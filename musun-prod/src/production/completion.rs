//! Completion records written by the analysis job (`DBUpdateFile_<jobkey>`).
//!
//! The file is append-only, one record per processed run:
//!
//! ```text
//! 69303 SUCCESS
//! 69304 FAILURE mu exited with status 3
//! ```
//!
//! A record is complete once its terminating `\n` is on disk. The job may
//! still be writing when the file is read, so parsing stops at the last
//! newline and reports how far it got; the tail is picked up next time.

use std::fmt;
use std::io::SeekFrom;
use std::path::Path;
use std::str::FromStr;

use tokio::io::{AsyncReadExt, AsyncSeekExt};
use tracing::warn;

use crate::database::models::RunStatus;
use crate::{Error, Result};

#[derive(Debug, Clone, Copy, PartialEq, Eq)]
pub enum Outcome {
    Success,
    Failure,
}

impl Outcome {
    pub fn run_status(self) -> RunStatus {
        match self {
            Self::Success => RunStatus::Processed,
            Self::Failure => RunStatus::Error,
        }
    }
}

impl FromStr for Outcome {
    type Err = Error;

    fn from_str(s: &str) -> Result<Self> {
        match s.to_ascii_uppercase().as_str() {
            "SUCCESS" | "OK" => Ok(Self::Success),
            "FAILURE" | "FAIL" | "ERROR" => Ok(Self::Failure),
            other => Err(Error::malformed(format!("unknown outcome {other:?}"))),
        }
    }
}

impl fmt::Display for Outcome {
    fn fmt(&self, f: &mut fmt::Formatter<'_>) -> fmt::Result {
        match self {
            Self::Success => f.write_str("SUCCESS"),
            Self::Failure => f.write_str("FAILURE"),
        }
    }
}

/// Outcome of one run as reported by the job.
#[derive(Debug, Clone, PartialEq, Eq)]
pub struct CompletionRecord {
    pub run_number: i64,
    pub outcome: Outcome,
    /// Free text after the outcome, usually the failure reason.
    pub diagnostic: Option<String>,
}

impl CompletionRecord {
    pub fn success(run_number: i64) -> Self {
        Self {
            run_number,
            outcome: Outcome::Success,
            diagnostic: None,
        }
    }

    pub fn failure(run_number: i64, diagnostic: impl Into<String>) -> Self {
        Self {
            run_number,
            outcome: Outcome::Failure,
            diagnostic: Some(diagnostic.into()),
        }
    }

    /// The record as one newline-terminated line.
    pub fn to_line(&self) -> String {
        match &self.diagnostic {
            Some(diag) => format!("{} {} {}\n", self.run_number, self.outcome, diag),
            None => format!("{} {}\n", self.run_number, self.outcome),
        }
    }
}

impl FromStr for CompletionRecord {
    type Err = Error;

    fn from_str(line: &str) -> Result<Self> {
        let line = line.trim();
        let (run, rest) = line
            .split_once(char::is_whitespace)
            .ok_or_else(|| Error::malformed(format!("expected '<run> <outcome>', got {line:?}")))?;
        let run_number = run
            .parse::<i64>()
            .map_err(|e| Error::malformed(format!("bad run number {run:?}: {e}")))?;

        let rest = rest.trim_start();
        let (outcome, diagnostic) = match rest.split_once(char::is_whitespace) {
            Some((outcome, diag)) => (outcome, Some(diag.trim()).filter(|d| !d.is_empty())),
            None => (rest, None),
        };

        Ok(Self {
            run_number,
            outcome: outcome.parse()?,
            diagnostic: diagnostic.map(str::to_string),
        })
    }
}

/// A complete line that could not be parsed.
#[derive(Debug, Clone, PartialEq, Eq)]
pub struct MalformedLine {
    /// Byte offset of the line in the file.
    pub offset: u64,
    pub line: String,
    pub reason: String,
}

/// Complete records found past some offset of an update file.
#[derive(Debug, Clone, Default, PartialEq, Eq)]
pub struct CompletionBatch {
    pub records: Vec<CompletionRecord>,
    pub malformed: Vec<MalformedLine>,
    /// Offset just past the last complete line; resume reading here.
    pub consumed_to: u64,
    /// Bytes of an unterminated trailing record, left for a later read.
    pub pending_bytes: u64,
    /// Set when the file had shrunk below this stale offset and was read
    /// from the start instead.
    pub restarted_from: Option<u64>,
}

/// Parse the complete lines of `buf`, which starts at `base_offset` in the file.
pub fn parse_records(buf: &[u8], base_offset: u64) -> CompletionBatch {
    let mut batch = CompletionBatch {
        consumed_to: base_offset,
        ..Default::default()
    };

    let mut start = 0usize;
    while let Some(pos) = buf[start..].iter().position(|&b| b == b'\n') {
        let end = start + pos;
        let offset = base_offset + start as u64;
        let raw = &buf[start..end];
        start = end + 1;

        let line = match std::str::from_utf8(raw) {
            Ok(line) => line.trim_end_matches('\r'),
            Err(e) => {
                batch.malformed.push(MalformedLine {
                    offset,
                    line: String::from_utf8_lossy(raw).into_owned(),
                    reason: format!("not UTF-8: {e}"),
                });
                continue;
            }
        };

        let trimmed = line.trim();
        if trimmed.is_empty() || trimmed.starts_with('#') {
            continue;
        }

        match trimmed.parse::<CompletionRecord>() {
            Ok(record) => batch.records.push(record),
            Err(e) => batch.malformed.push(MalformedLine {
                offset,
                line: trimmed.to_string(),
                reason: match e {
                    Error::MalformedRecord(reason) => reason,
                    other => other.to_string(),
                },
            }),
        }
    }

    batch.consumed_to = base_offset + start as u64;
    batch.pending_bytes = (buf.len() - start) as u64;
    batch
}

/// Read complete records from `path` starting at byte `offset`.
///
/// A missing file means the job has not reported anything yet. A file shorter
/// than `offset` was replaced, so it is read again from the start and the
/// stale offset is reported in `restarted_from`; applying a record twice is
/// harmless.
pub async fn read_records(path: &Path, offset: u64) -> Result<CompletionBatch> {
    let mut file = match tokio::fs::File::open(path).await {
        Ok(file) => file,
        Err(e) if e.kind() == std::io::ErrorKind::NotFound => {
            return Ok(CompletionBatch {
                consumed_to: offset,
                ..Default::default()
            });
        }
        Err(e) => return Err(Error::io_path("opening update file", path, e)),
    };

    let len = file
        .metadata()
        .await
        .map_err(|e| Error::io_path("reading metadata of", path, e))?
        .len();
    let restarted = len < offset;
    let start = if restarted {
        warn!(
            path = %path.display(),
            len,
            offset,
            "Update file shrank below consumed offset; rereading from start"
        );
        0
    } else {
        offset
    };

    file.seek(SeekFrom::Start(start))
        .await
        .map_err(|e| Error::io_path("seeking", path, e))?;
    let mut buf = Vec::new();
    file.read_to_end(&mut buf)
        .await
        .map_err(|e| Error::io_path("reading", path, e))?;

    let mut batch = parse_records(&buf, start);
    if restarted {
        batch.restarted_from = Some(offset);
    }
    Ok(batch)
}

• • • •

YOUR GOAL –
In the answer, give the lines from the first line of the data through the line with "at the last", exactly as they appear and with no additions.

SOLUTION FOR THIS EXERCISE –
filename musun-prod/src/production/completion.rs
//! Completion records written by the analysis job (`DBUpdateFile_<jobkey>`).
//!
//! The file is append-only, one record per processed run:
//!
//! ```text
//! 69303 SUCCESS
//! 69304 FAILURE mu exited with status 3
//! ```
//!
//! A record is complete once its terminating `\n` is on disk. The job may
//! still be writing when the file is read, so parsing stops at the last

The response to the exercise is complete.